Brand: „Das bisherige Beteiligungsverfahren von TenneT ist eine Farce“

Fulda. In ihrer deutlichen Kritik am Suedlink-Betreiber TenneT waren sich alle Anwesenden einer Runde einig, zu der Bundestagsabgeordneter Michael Brand die Vertreter – und Vertreterinnen der Bürgerinitiativen gegen Suedlink aus dem Fuldatal, Kiebitzgrund, Burghaun, Kalbach und Lehnerz am Samstag eingeladen hatte. Brand kritisierte die bisher geübte Praxis von TenneT bei dem Bürgerdialog scharf: „Das jetzige Beteiligungsverfahren von TenneT ist eine Farce.“ Von ihm und allen Anwesenden wurde statt der bisherigen „Pro-forma-Beteiligung“ die „von TenneT zugesagte Transparenz“ eingefordert. Michael Brand erläuterte eingangs die aktuelle Situation und verwies dabei auf die von ihm frühzeitig organisierten direkten Gespräche zwischen TenneT und dem Landkreis Fulda weit vor Bekanntwerden der überraschenden alternativen Trassenentwürfe. Dort sei von TenneT immer wieder Transparenz zugesichert worden, doch „die ist leider bisher nicht gegeben, und eine ernsthafte Bürgerbeteiligung ist schlicht nicht erkennbar“.

Von der TenneT-Veranstaltung am 30. September in Fulda bis zur Vorstellung des 2. Entwurfs des Netzentwicklungsplanes (NEP 2) am 18. November in Berlin habe fachliche Erörterung stets nur in getrennten kleinen Runden und mit unverbindlichen Äußerungen von TenneT stattgefunden. Bei einem solchen Vorgehen könne nicht ernsthaft die Meinung der Bürger vor Ort zur Kenntnis genommen und berücksichtigt werden, kritisierte der Wahlkreisabgeordnete. Die Bundesnetzagentur als Auftraggeber für Suedlink sei bis zur Einladung durch Michael Brand nach Fulda zum „Runden Tisch“ am 24.10.2014 mit TenneT und Bundesnetzagentur sowie kommunalen Verantwortlichen selbst nie Ansprechpartner gewesen. “In dieser Art kann das nicht weiter gehen”, waren sich alle Gesprächsteilnehmer der Runde einig. Mit dem beschleunigten Ausstieg aus der Atomenergie nach dem Reaktor-Unfall von Fukushima komme die Energiewende weit schneller voran, und darüber seien Bund, Länder, Kommunen, alle Fraktionen und die Bevölkerung weitgehend einig. Das allerdings dürfe nicht „Augen zu und durch” bedeuten, mahnte Brand. Es gelte, „vernünftige Änderungen am Konzept“ auch weiter zu ermöglichen und dabei vor allem neue technische Entwicklungen zu berücksichtigen, so auch die Erdverkabelung. Zwar habe die Politik den Grundsatzbeschluss gefasst, aber dabei nicht konkrete Trassenverläufe vorgegeben, rief Brand in Erinnerung.
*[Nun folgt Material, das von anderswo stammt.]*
//! OAuth2 client for the accounting provider's token endpoint

pub mod client;
pub mod types;

pub use client::OAuthClient;
pub use types::random_state;
//! Accounting ledger client for party and invoice operations

use std::sync::Arc;
use std::time::Duration;

use async_trait::async_trait;
use chrono::Utc;
use ledgerflow_core::auth::AccessTokenProvider;
use ledgerflow_core::ledger_ports::LedgerClient;
use ledgerflow_core::CredentialResolver;
use ledgerflow_domain::utils::vat::round2;
use ledgerflow_domain::{
    InvoiceDraft, LedgerFlowError, LedgerInvoice, PartyRecord, Result, TenantId,
};
use reqwest::Method;
use serde_json::{json, Value};
use tracing::{debug, info};

use crate::errors::InfraError;
use crate::http::HttpClient;

use super::codec;
use super::types::{ContractorBody, ContractorPayload, InvoiceBody, InvoicePayload, PaymentPayload};

const DEFAULT_TIMEOUT_SECS: u64 = 30;

/// JSON API client for the accounting ledger
///
/// Every method is one remote request/response pair. Failures in the
/// post-invoice steps (payment, document, email) come back in their
/// step-specific error variants so the orchestrator can report them
/// without inspecting transport detail.
pub struct WfirmaClient {
    base_url: String,
    http_client: HttpClient,
    tokens: Arc<dyn AccessTokenProvider>,
    resolver: Arc<CredentialResolver>,
}

impl WfirmaClient {
    /// Create a new ledger client.
    ///
    /// # Arguments
    /// * `base_url` - Base URL of the accounting API (e.g. "https://api2.wfirma.pl")
    /// * `tokens` - Provider that yields a valid bearer token per tenant
    /// * `resolver` - Credential resolver, consulted for the per-tenant
    ///   company selector
    pub fn new(
        base_url: String,
        tokens: Arc<dyn AccessTokenProvider>,
        resolver: Arc<CredentialResolver>,
    ) -> Result<Self> {
        let http_client =
            HttpClient::builder().timeout(Duration::from_secs(DEFAULT_TIMEOUT_SECS)).build()?;

        Ok(Self {
            base_url: base_url.trim_end_matches('/').to_string(),
            http_client,
            tokens,
            resolver,
        })
    }

    /// Full endpoint URL with the provider's fixed format markers and,
    /// when the tenant profile carries one, the company selector.
    fn endpoint(&self, tenant: &TenantId, module: &str, action: &str, id: Option<&str>) -> String {
        let mut url = format!("{}/{}/{}", self.base_url, module, action);
        if let Some(id) = id {
            url.push('/');
            url.push_str(id);
        }
        url.push_str("?inputFormat=json&outputFormat=json&oauth_version=2");
        if let Some(company_id) = self.resolver.resolve(tenant).company_id {
            url.push_str(&format!("&company_id={company_id}"));
        }
        url
    }

    /// Sends one authorized JSON request and returns the raw response.
    async fn post(
        &self,
        tenant: &TenantId,
        url: &str,
        body: &Value,
        accept: &str,
    ) -> Result<reqwest::Response> {
        let token = self.tokens.access_token(tenant).await?;
        let request = self
            .http_client
            .request(Method::POST, url)
            .header("Authorization", format!("Bearer {token}"))
            .header("Content-Type", "application/json")
            .header("Accept", accept)
            .json(body);
        self.http_client.send(request).await
    }

    /// Sends one request and parses the vendor envelope. The raw body
    /// text is returned alongside so callers can surface it verbatim.
    async fn post_json(
        &self,
        tenant: &TenantId,
        url: &str,
        body: &Value,
    ) -> Result<(Value, String)> {
        let response = self.post(tenant, url, body, "application/json").await?;
        let status = response.status();
        let text = response
            .text()
            .await
            .map_err(|e| LedgerFlowError::from(InfraError::from(e)))?;

        if !status.is_success() {
            return Err(LedgerFlowError::Network(format!(
                "ledger API error (HTTP {status}): {text}"
            )));
        }

        let parsed: Value = serde_json::from_str(&text)
            .map_err(|e| LedgerFlowError::Internal(format!("ledger response unparseable: {e}")))?;
        Ok((parsed, text))
    }
}

#[async_trait]
impl LedgerClient for WfirmaClient {
    async fn find_party(&self, tenant: &TenantId, tax_id: &str) -> Result<Option<PartyRecord>> {
        let url = self.endpoint(tenant, "contractors", "find", None);
        let body = json!({"contractors": {"parameters": {"conditions": {"condition": {
            "field": "nip", "operator": "eq", "value": tax_id
        }}}}});

        let (parsed, _raw) = self.post_json(tenant, &url, &body).await?;

        // The vendor reports an empty result as a non-OK status
        if !codec::status_is_ok(&parsed) {
            debug!(
                tenant = %tenant, tax_id,
                status = %codec::status_message(&parsed),
                "ledger lookup returned no party"
            );
            return Ok(None);
        }

        let Some(first) = codec::entries(&parsed, "contractors", "contractor").into_iter().next()
        else {
            return Ok(None);
        };

        let contractor: ContractorBody = serde_json::from_value(first)
            .map_err(|e| LedgerFlowError::Internal(format!("contractor entry unparseable: {e}")))?;
        let party = contractor.into_party(tenant.clone(), tax_id);
        debug!(tenant = %tenant, tax_id, external_id = ?party.external_id, "ledger party found");
        Ok(Some(party))
    }

    async fn create_party(&self, tenant: &TenantId, party: &PartyRecord) -> Result<PartyRecord> {
        let url = self.endpoint(tenant, "contractors", "add", None);
        let body = json!({"contractors": {"contractor": ContractorPayload::from_party(party)}});

        let (parsed, raw) = self.post_json(tenant, &url, &body).await?;
        if !codec::status_is_ok(&parsed) {
            // Body verbatim; operators diagnose vendor validation from it
            return Err(LedgerFlowError::PartyCreateFailed(raw));
        }

        let external_id = codec::entries(&parsed, "contractors", "contractor")
            .into_iter()
            .next()
            .and_then(|entry| serde_json::from_value::<ContractorBody>(entry).ok())
            .and_then(|contractor| contractor.id)
            .map(|id| id.as_text())
            .ok_or_else(|| {
                LedgerFlowError::PartyCreateFailed(
                    "created contractor carries no id".to_string(),
                )
            })?;

        info!(
            tenant = %tenant, tax_id = %party.tax_id, external_id = %external_id,
            "party created in ledger"
        );

        // Keep the caller's record (source included); only the id is new
        let mut persisted = party.clone();
        persisted.external_id = Some(external_id);
        Ok(persisted)
    }

    async fn create_invoice(
        &self,
        tenant: &TenantId,
        draft: &InvoiceDraft,
    ) -> Result<LedgerInvoice> {
        let external_id = draft.party.external_id.as_deref().ok_or_else(|| {
            LedgerFlowError::Internal("invoice draft party has no external id".to_string())
        })?;
        let contractor_id = external_id.parse::<i64>().map_err(|_| {
            LedgerFlowError::Internal(format!("party external id '{external_id}' is not numeric"))
        })?;

        let url = self.endpoint(tenant, "invoices", "add", None);
        let body = json!({"invoices": {"invoice": InvoicePayload::from_draft(draft, contractor_id)}});

        let (parsed, raw) = self.post_json(tenant, &url, &body).await?;
        if !codec::status_is_ok(&parsed) {
            let message = codec::status_message(&parsed);
            if codec::mentions_accounting_scheme(&raw) {
                return Err(LedgerFlowError::AccountingSchemeMissing(message));
            }
            return Err(LedgerFlowError::InvoiceCreateFailed(message));
        }

        let invoice = codec::entries(&parsed, "invoices", "invoice")
            .into_iter()
            .next()
            .and_then(|entry| serde_json::from_value::<InvoiceBody>(entry).ok())
            .and_then(InvoiceBody::into_invoice)
            .ok_or_else(|| {
                LedgerFlowError::InvoiceCreateFailed(
                    "created invoice missing from response".to_string(),
                )
            })?;

        info!(
            tenant = %tenant, invoice_id = %invoice.id, number = %invoice.number,
            total = invoice.total, "invoice created in ledger"
        );
        Ok(invoice)
    }

    async fn mark_paid(&self, tenant: &TenantId, invoice_id: &str, amount: f64) -> Result<()> {
        let object_id = invoice_id.parse::<i64>().map_err(|_| {
            LedgerFlowError::PaymentFinalizeFailed(format!(
                "invoice id '{invoice_id}' is not numeric"
            ))
        })?;

        let payload = PaymentPayload {
            object_name: "invoice",
            object_id,
            value: round2(amount),
            date: Utc::now().date_naive().to_string(),
        };
        let url = self.endpoint(tenant, "payments", "add", None);
        let body = json!({"payments": {"payment": payload}});

        let (parsed, _raw) = self
            .post_json(tenant, &url, &body)
            .await
            .map_err(|e| LedgerFlowError::PaymentFinalizeFailed(e.to_string()))?;

        if !codec::status_is_ok(&parsed) {
            return Err(LedgerFlowError::PaymentFinalizeFailed(codec::status_message(&parsed)));
        }

        info!(tenant = %tenant, invoice_id, amount = round2(amount), "payment recorded");
        Ok(())
    }

    async fn fetch_document(&self, tenant: &TenantId, invoice_id: &str) -> Result<Vec<u8>> {
        let url = self.endpoint(tenant, "invoices", "download", Some(invoice_id));
        let body = json!({"invoices": {"parameters": {"parameter": [
            {"name": "page", "value": "invoice"},
            {"name": "address", "value": "0"},
            {"name": "leaflet", "value": "0"},
            {"name": "duplicate", "value": "0"}
        ]}}});

        let response = self
            .post(tenant, &url, &body, "application/pdf")
            .await
            .map_err(|e| LedgerFlowError::DocumentFetchFailed(e.to_string()))?;

        let status = response.status();
        let content_type = response
            .headers()
            .get(reqwest::header::CONTENT_TYPE)
            .and_then(|v| v.to_str().ok())
            .unwrap_or("")
            .to_lowercase();

        // Errors come back as JSON with a 200 status; the content type is
        // the only reliable success signal
        if !status.is_success() || !content_type.contains("pdf") {
            return Err(LedgerFlowError::DocumentFetchFailed(format!(
                "HTTP {status}, content type '{content_type}'"
            )));
        }

        let bytes = response
            .bytes()
            .await
            .map_err(|e| LedgerFlowError::DocumentFetchFailed(e.to_string()))?;
        debug!(tenant = %tenant, invoice_id, size = bytes.len(), "invoice document fetched");
        Ok(bytes.to_vec())
    }

    async fn send_email(
        &self,
        tenant: &TenantId,
        invoice_id: &str,
        recipient: &str,
        subject: Option<&str>,
        body: Option<&str>,
    ) -> Result<()> {
        let url = self.endpoint(tenant, "invoices", "send", Some(invoice_id));

        let mut parameters = vec![param("email", recipient)];
        if let Some(subject) = subject {
            parameters.push(param("subject", subject));
        }
        parameters.push(param("page", "invoice"));
        parameters.push(param("leaflet", "0"));
        parameters.push(param("duplicate", "0"));
        if let Some(body) = body {
            parameters.push(param("body", body));
        }
        let payload = json!({"invoices": {"parameters": parameters}});

        let (parsed, _raw) = self
            .post_json(tenant, &url, &payload)
            .await
            .map_err(|e| LedgerFlowError::EmailDispatchFailed(e.to_string()))?;

        if !codec::status_is_ok(&parsed) {
            return Err(LedgerFlowError::EmailDispatchFailed(codec::status_message(&parsed)));
        }

        info!(tenant = %tenant, invoice_id, recipient, "invoice emailed");
        Ok(())
    }
}

fn param(name: &str, value: &str) -> Value {
    json!({"parameter": {"name": name, "value": value}})
}
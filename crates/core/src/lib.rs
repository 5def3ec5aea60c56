//! # LedgerFlow Core
//!
//! Pure business logic layer - no infrastructure dependencies.
//!
//! This crate contains:
//! - Port/adapter interfaces (traits)
//! - The token lifecycle manager and credential resolver
//! - The invoice workflow orchestrator
//!
//! ## Architecture Principles
//! - Only depends on `ledgerflow-domain`
//! - No HTTP, filesystem, or vendor-protocol code
//! - All external collaborators behind traits
//! - Pure, testable business logic

pub mod auth;
pub mod workflow;

// Infrastructure ports
pub mod ledger_ports;
pub mod registry_ports;

// Re-export specific items to avoid ambiguity
pub use auth::manager::TokenManager;
pub use auth::ports::{AccessTokenProvider, TokenEndpoint, TokenStore};
pub use auth::profiles::CredentialResolver;
pub use ledger_ports::LedgerClient;
pub use registry_ports::RegistryLookup;
pub use workflow::InvoiceWorkflowService;
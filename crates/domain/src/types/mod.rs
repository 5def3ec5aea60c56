//! Domain types and models

pub mod invoice;
pub mod party;
pub mod tenant;
pub mod token;
pub mod workflow;

pub use invoice::{
    InvoiceDraft, InvoiceLineItem, InvoiceResult, InvoiceStatus, LedgerInvoice, StepOutcome,
};
pub use party::{ManualParty, PartyRecord, PartySource, RegistryEntity};
pub use tenant::{CredentialProfile, TenantId};
pub use token::{RefreshExpiryTier, RefreshLease, TokenGrant, TokenRecord, TokenStatus};
pub use workflow::{DeliveryOptions, WorkflowRequest};
//! VAT rate-code table and invoice arithmetic
//!
//! The table is closed: the six codes below are everything the ledger
//! accepts, and unknown codes fail before any remote call.

use crate::errors::{LedgerFlowError, Result};
use crate::types::invoice::InvoiceLineItem;

/// A resolved VAT bracket: the fractional rate plus the provider's
/// internal rate identifier.
#[derive(Debug, Clone, Copy, PartialEq)]
pub struct VatRate {
    pub rate: f64,
    pub vendor_id: u32,
}

/// Resolve a rate code, matching case-insensitively after trimming.
///
/// `"zw"` (exempt) and `"np"` (not subject) are zero-rate codes with
/// distinct provider identifiers.
#[must_use]
pub fn rate_for_code(code: &str) -> Option<VatRate> {
    match code.trim().to_ascii_lowercase().as_str() {
        "23" => Some(VatRate { rate: 0.23, vendor_id: 222 }),
        "8" => Some(VatRate { rate: 0.08, vendor_id: 223 }),
        "5" => Some(VatRate { rate: 0.05, vendor_id: 224 }),
        "0" => Some(VatRate { rate: 0.0, vendor_id: 225 }),
        "zw" => Some(VatRate { rate: 0.0, vendor_id: 226 }),
        "np" => Some(VatRate { rate: 0.0, vendor_id: 227 }),
        _ => None,
    }
}

/// Gross amount of one line: quantity x net unit price x (1 + rate).
pub fn line_gross(line: &InvoiceLineItem) -> Result<f64> {
    let vat = rate_for_code(&line.vat_code).ok_or_else(|| {
        LedgerFlowError::InvalidLineItem(format!(
            "line '{}' has unknown VAT code '{}'",
            line.name, line.vat_code
        ))
    })?;
    Ok(line.quantity * line.unit_price_net * (1.0 + vat.rate))
}

/// Sum of line gross amounts at full precision; rounding happens only at
/// the point a payment amount is expressed.
pub fn total_gross(lines: &[InvoiceLineItem]) -> Result<f64> {
    let mut total = 0.0;
    for line in lines {
        total += line_gross(line)?;
    }
    Ok(total)
}

/// Round to two decimal places, for payment amounts on the wire.
#[must_use]
pub fn round2(value: f64) -> f64 {
    (value * 100.0).round() / 100.0
}

#[cfg(test)]
mod tests {
    use super::*;

    fn line(name: &str, quantity: f64, price: f64, vat: &str) -> InvoiceLineItem {
        InvoiceLineItem {
            name: name.to_string(),
            quantity,
            unit: "szt.".to_string(),
            unit_price_net: price,
            vat_code: vat.to_string(),
        }
    }

    #[test]
    fn standard_rate_line_grosses_up() {
        let gross = line_gross(&line("Usluga", 1.0, 100.0, "23")).expect("known code");
        assert!((gross - 123.0).abs() < 1e-9);
    }

    #[test]
    fn exempt_codes_keep_net_amount() {
        let zw = line_gross(&line("Szkolenie", 2.0, 50.0, "zw")).expect("known code");
        assert!((zw - 100.0).abs() < 1e-9);

        let np = line_gross(&line("Eksport", 1.0, 75.0, "NP")).expect("case-insensitive");
        assert!((np - 75.0).abs() < 1e-9);
    }

    #[test]
    fn total_is_independent_of_line_order() {
        let a = line("A", 3.0, 19.99, "23");
        let b = line("B", 1.5, 200.0, "8");
        let c = line("C", 1.0, 0.01, "5");

        let forward = total_gross(&[a.clone(), b.clone(), c.clone()]).expect("all known");
        let backward = total_gross(&[c, b, a]).expect("all known");
        assert!((forward - backward).abs() < 1e-9);
    }

    #[test]
    fn unknown_code_fails_closed() {
        let err = total_gross(&[line("A", 1.0, 10.0, "19")]).unwrap_err();
        assert!(matches!(err, LedgerFlowError::InvalidLineItem(_)));
    }

    #[test]
    fn rounding_applies_only_at_the_edge() {
        let lines = [line("A", 1.0, 0.105, "0"), line("B", 1.0, 0.105, "0")];
        let total = total_gross(&lines).expect("known codes");
        // Full precision internally
        assert!((total - 0.21).abs() < 1e-12);
        assert!((round2(123.456) - 123.46).abs() < 1e-9);
        assert!((round2(0.005) - 0.01).abs() < 1e-9);
    }

    #[test]
    fn vendor_ids_follow_the_fixed_table() {
        assert_eq!(rate_for_code("23").unwrap().vendor_id, 222);
        assert_eq!(rate_for_code("8").unwrap().vendor_id, 223);
        assert_eq!(rate_for_code("5").unwrap().vendor_id, 224);
        assert_eq!(rate_for_code("0").unwrap().vendor_id, 225);
        assert_eq!(rate_for_code("zw").unwrap().vendor_id, 226);
        assert_eq!(rate_for_code("np").unwrap().vendor_id, 227);
    }
}
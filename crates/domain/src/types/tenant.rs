//! Tenant identity and credential profiles

use std::fmt;

use serde::{Deserialize, Serialize};

use crate::constants::{DEFAULT_SCOPES, DEFAULT_TENANT};

/// Identifier of one logical connection to the accounting provider
///
/// Tenants name credential profiles, not users. Unknown identifiers are
/// legal everywhere; resolution coerces them to the default profile.
#[derive(Debug, Clone, PartialEq, Eq, Hash, Serialize, Deserialize)]
#[serde(transparent)]
pub struct TenantId(String);

impl TenantId {
    pub fn new(id: impl Into<String>) -> Self {
        Self(id.into())
    }

    /// The implicit fallback tenant
    pub fn default_tenant() -> Self {
        Self(DEFAULT_TENANT.to_string())
    }

    pub fn as_str(&self) -> &str {
        &self.0
    }
}

impl fmt::Display for TenantId {
    fn fmt(&self, f: &mut fmt::Formatter<'_>) -> fmt::Result {
        f.write_str(&self.0)
    }
}

impl From<&str> for TenantId {
    fn from(value: &str) -> Self {
        Self(value.to_string())
    }
}

impl From<String> for TenantId {
    fn from(value: String) -> Self {
        Self(value)
    }
}

impl Default for TenantId {
    fn default() -> Self {
        Self::default_tenant()
    }
}

/// Resolved credentials and provider settings for one tenant
///
/// Immutable per deployment. Produced by the credential resolver from
/// configuration; never constructed from request input.
#[derive(Debug, Clone, PartialEq, Serialize, Deserialize)]
pub struct CredentialProfile {
    pub tenant: TenantId,
    pub client_id: String,
    pub client_secret: String,
    pub scopes: Vec<String>,
    /// Provider-side company account selector; appended to ledger calls
    /// when present
    pub company_id: Option<i64>,
}

impl CredentialProfile {
    /// Space-joined scope set as the authorization endpoint expects it
    pub fn scope_string(&self) -> String {
        self.scopes.join(" ")
    }

    /// Whether the profile carries usable client credentials
    pub fn has_credentials(&self) -> bool {
        !self.client_id.is_empty() && !self.client_secret.is_empty()
    }

    /// The full default scope set, used when a profile overrides nothing
    pub fn default_scopes() -> Vec<String> {
        DEFAULT_SCOPES.iter().map(|s| (*s).to_string()).collect()
    }
}

#[cfg(test)]
mod tests {
    use super::*;

    #[test]
    fn scope_string_joins_with_spaces() {
        let profile = CredentialProfile {
            tenant: TenantId::new("acme"),
            client_id: "id".to_string(),
            client_secret: "secret".to_string(),
            scopes: vec!["invoices-read".to_string(), "invoices-write".to_string()],
            company_id: None,
        };

        assert_eq!(profile.scope_string(), "invoices-read invoices-write");
    }

    #[test]
    fn tenant_id_serializes_as_bare_string() {
        let tenant = TenantId::new("acme");
        let json = serde_json::to_string(&tenant).expect("serializes");
        assert_eq!(json, "\"acme\"");

        let back: TenantId = serde_json::from_str("\"acme\"").expect("deserializes");
        assert_eq!(back, tenant);
    }

    #[test]
    fn default_scope_set_covers_invoice_lifecycle() {
        let scopes = CredentialProfile::default_scopes();
        for required in ["contractors-write", "invoices-write", "payments-write"] {
            assert!(scopes.iter().any(|s| s == required), "missing scope {required}");
        }
    }
}
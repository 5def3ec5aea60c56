//! Shared HTTP client plumbing

pub mod client;

pub use client::{HttpClient, HttpClientBuilder};
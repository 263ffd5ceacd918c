use std::fmt;
use std::str::FromStr;
use thiserror::Error;

/// Chemical elements encountered in receptor structures.
///
/// Covers the organic set plus the metals and halogens that commonly appear in
/// binding sites, and the lone-pair pseudo-element some force fields emit. Anything
/// else maps to [`Element::Other`] at parse time via the reader, never to an error
/// mid-file.
#[derive(Debug, Clone, Copy, PartialEq, Eq, Hash)]
pub enum Element {
    H,
    C,
    N,
    O,
    S,
    P,
    F,
    Cl,
    Br,
    I,
    Na,
    K,
    Mg,
    Ca,
    Mn,
    Fe,
    Zn,
    /// Lone-pair pseudo-atom, produced by some charge models.
    Lp,
    Other,
}

#[derive(Debug, Error)]
#[error("Unknown element symbol")]
pub struct ParseElementError;

impl FromStr for Element {
    type Err = ParseElementError;

    fn from_str(s: &str) -> Result<Self, Self::Err> {
        match s.to_ascii_uppercase().as_str() {
            "H" | "D" => Ok(Element::H),
            "C" => Ok(Element::C),
            "N" => Ok(Element::N),
            "O" => Ok(Element::O),
            "S" => Ok(Element::S),
            "P" => Ok(Element::P),
            "F" => Ok(Element::F),
            "CL" => Ok(Element::Cl),
            "BR" => Ok(Element::Br),
            "I" => Ok(Element::I),
            "NA" => Ok(Element::Na),
            "K" => Ok(Element::K),
            "MG" => Ok(Element::Mg),
            "CA" => Ok(Element::Ca),
            "MN" => Ok(Element::Mn),
            "FE" => Ok(Element::Fe),
            "ZN" => Ok(Element::Zn),
            "LP" | "XX" => Ok(Element::Lp),
            _ => Err(ParseElementError),
        }
    }
}

impl fmt::Display for Element {
    fn fmt(&self, f: &mut fmt::Formatter<'_>) -> fmt::Result {
        write!(f, "{}", self.symbol())
    }
}

impl Element {
    /// Infers the element from a PDB atom name when the element column is absent.
    ///
    /// Atom names encode the element in their leading characters ("CA" is the alpha
    /// carbon, "OG1" an oxygen). A whole-name match on a metal or halogen symbol is
    /// only trusted on hetero records, where "ZN" really is zinc; on polymer records
    /// "CA" must stay carbon. Otherwise the first alphabetic character decides, so
    /// digit-prefixed hydrogens like "1HB" resolve correctly.
    pub fn from_atom_name(name: &str, hetero: bool) -> Element {
        let trimmed = name.trim();
        if let Ok(element) = trimmed.parse::<Element>() {
            if trimmed.len() == 1 || (hetero && (element.is_metal() || trimmed == "CL" || trimmed == "BR")) {
                return element;
            }
        }
        let first_alpha = trimmed.chars().find(|c| c.is_ascii_alphabetic());
        match first_alpha {
            Some(c) => c
                .to_string()
                .parse::<Element>()
                .unwrap_or(Element::Other),
            None => Element::Other,
        }
    }

    pub fn symbol(&self) -> &'static str {
        match self {
            Element::H => "H",
            Element::C => "C",
            Element::N => "N",
            Element::O => "O",
            Element::S => "S",
            Element::P => "P",
            Element::F => "F",
            Element::Cl => "Cl",
            Element::Br => "Br",
            Element::I => "I",
            Element::Na => "Na",
            Element::K => "K",
            Element::Mg => "Mg",
            Element::Ca => "Ca",
            Element::Mn => "Mn",
            Element::Fe => "Fe",
            Element::Zn => "Zn",
            Element::Lp => "Lp",
            Element::Other => "X",
        }
    }

    /// Single-bond covalent radius in Angstroms, used for distance-based bond
    /// inference.
    pub fn covalent_radius(&self) -> f64 {
        match self {
            Element::H => 0.31,
            Element::C => 0.76,
            Element::N => 0.71,
            Element::O => 0.66,
            Element::S => 1.05,
            Element::P => 1.07,
            Element::F => 0.57,
            Element::Cl => 1.02,
            Element::Br => 1.20,
            Element::I => 1.39,
            Element::Na => 1.66,
            Element::K => 2.03,
            Element::Mg => 1.41,
            Element::Ca => 1.76,
            Element::Mn => 1.39,
            Element::Fe => 1.32,
            Element::Zn => 1.22,
            Element::Lp => 0.10,
            Element::Other => 1.50,
        }
    }

    /// Typical valence, used to decide how many hydrogens an atom is missing.
    pub fn typical_valence(&self) -> usize {
        match self {
            Element::H | Element::F | Element::Cl | Element::Br | Element::I => 1,
            Element::O | Element::S => 2,
            Element::N | Element::P => 3,
            Element::C => 4,
            _ => 0,
        }
    }

    /// Returns true for metal elements, which never receive hydrogens or take part
    /// in valence bookkeeping.
    pub fn is_metal(&self) -> bool {
        matches!(
            self,
            Element::Na
                | Element::K
                | Element::Mg
                | Element::Ca
                | Element::Mn
                | Element::Fe
                | Element::Zn
        )
    }
}

#[cfg(test)]
mod tests {
    use super::*;

    #[test]
    fn parses_one_and_two_letter_symbols() {
        assert_eq!("C".parse::<Element>().unwrap(), Element::C);
        assert_eq!("cl".parse::<Element>().unwrap(), Element::Cl);
        assert_eq!("ZN".parse::<Element>().unwrap(), Element::Zn);
        assert!("Q".parse::<Element>().is_err());
    }

    #[test]
    fn from_atom_name_handles_common_protein_names() {
        assert_eq!(Element::from_atom_name("CA", false), Element::C);
        assert_eq!(Element::from_atom_name("N", false), Element::N);
        assert_eq!(Element::from_atom_name("OG1", false), Element::O);
        assert_eq!(Element::from_atom_name("SD", false), Element::S);
        assert_eq!(Element::from_atom_name("HB2", false), Element::H);
    }

    #[test]
    fn from_atom_name_handles_digit_prefixed_hydrogens() {
        assert_eq!(Element::from_atom_name("1HB", false), Element::H);
        assert_eq!(Element::from_atom_name("2HG1", false), Element::H);
    }

    #[test]
    fn from_atom_name_trusts_metal_names_only_on_hetero_records() {
        assert_eq!(Element::from_atom_name("ZN", true), Element::Zn);
        assert_eq!(Element::from_atom_name("FE", true), Element::Fe);
        assert_eq!(Element::from_atom_name("MG", true), Element::Mg);
        assert_eq!(Element::from_atom_name(" CL", true), Element::Cl);
        // The alpha carbon must never become calcium.
        assert_eq!(Element::from_atom_name("CA", false), Element::C);
        assert_eq!(Element::from_atom_name("CA", true), Element::Ca);
    }

    #[test]
    fn metals_are_flagged_and_carry_no_valence() {
        assert!(Element::Zn.is_metal());
        assert!(!Element::C.is_metal());
        assert_eq!(Element::Zn.typical_valence(), 0);
        assert_eq!(Element::C.typical_valence(), 4);
    }

    #[test]
    fn covalent_radii_are_physical() {
        assert!(Element::H.covalent_radius() < Element::C.covalent_radius());
        assert!(Element::C.covalent_radius() < Element::S.covalent_radius());
    }
}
So müsse zunächst die Notwendigkeit einer Stromleitung quer durch Deutschland von Nord nach Süd gut begründet und im Falle einer überzeugenden Begründung im zweiten Schritt die Planung konkretisiert werden. Dabei müsse die Bundesnetzagentur zwingend „auch die Ostvariante durch Thüringen neu prüfen“, forderte Brand. Dies sei ihm in Fulda von der Bundesnetzagentur zugesichert worden, und dies unabhängig davon, ob diese Variante in den Antragsunterlagen von TenneT an die Bundesnetzagentur enthalten sein werde oder nicht, berichtete der Abgeordnete. Brand warnte zudem vor eine „unfairen Überlastung der Region Osthessen“. Zwar sei das Argument der Bündelung von Leitungen zu berücksichtigen, aber dabei könne nicht verlangt werden, „durch Überbündelung eine Überlast“ zu tragen. Osthessen liege geografisch in der Mitte Deutschlands und trage „in der Summe bereits eine große Last“ durch die Bündelung von Gasleitungen, Verkehrsknoten von Bundesfernstraßen und europäischen Bahnkorridoren, Abwasserleitungen für Salzlaugen von K+S und mögliche Windkraftanlagen. Wenn nun zusätzlich noch die Belastung als reine Transitregion die Lasten von Höchstspannungstrassen sowohl für Gleichstrom als auch zusätzlich für Wechselstrom hinzu kämen, dann wäre dies einfach zu viel. Daher müsse offen über bessere Alternativen gesprochen werden.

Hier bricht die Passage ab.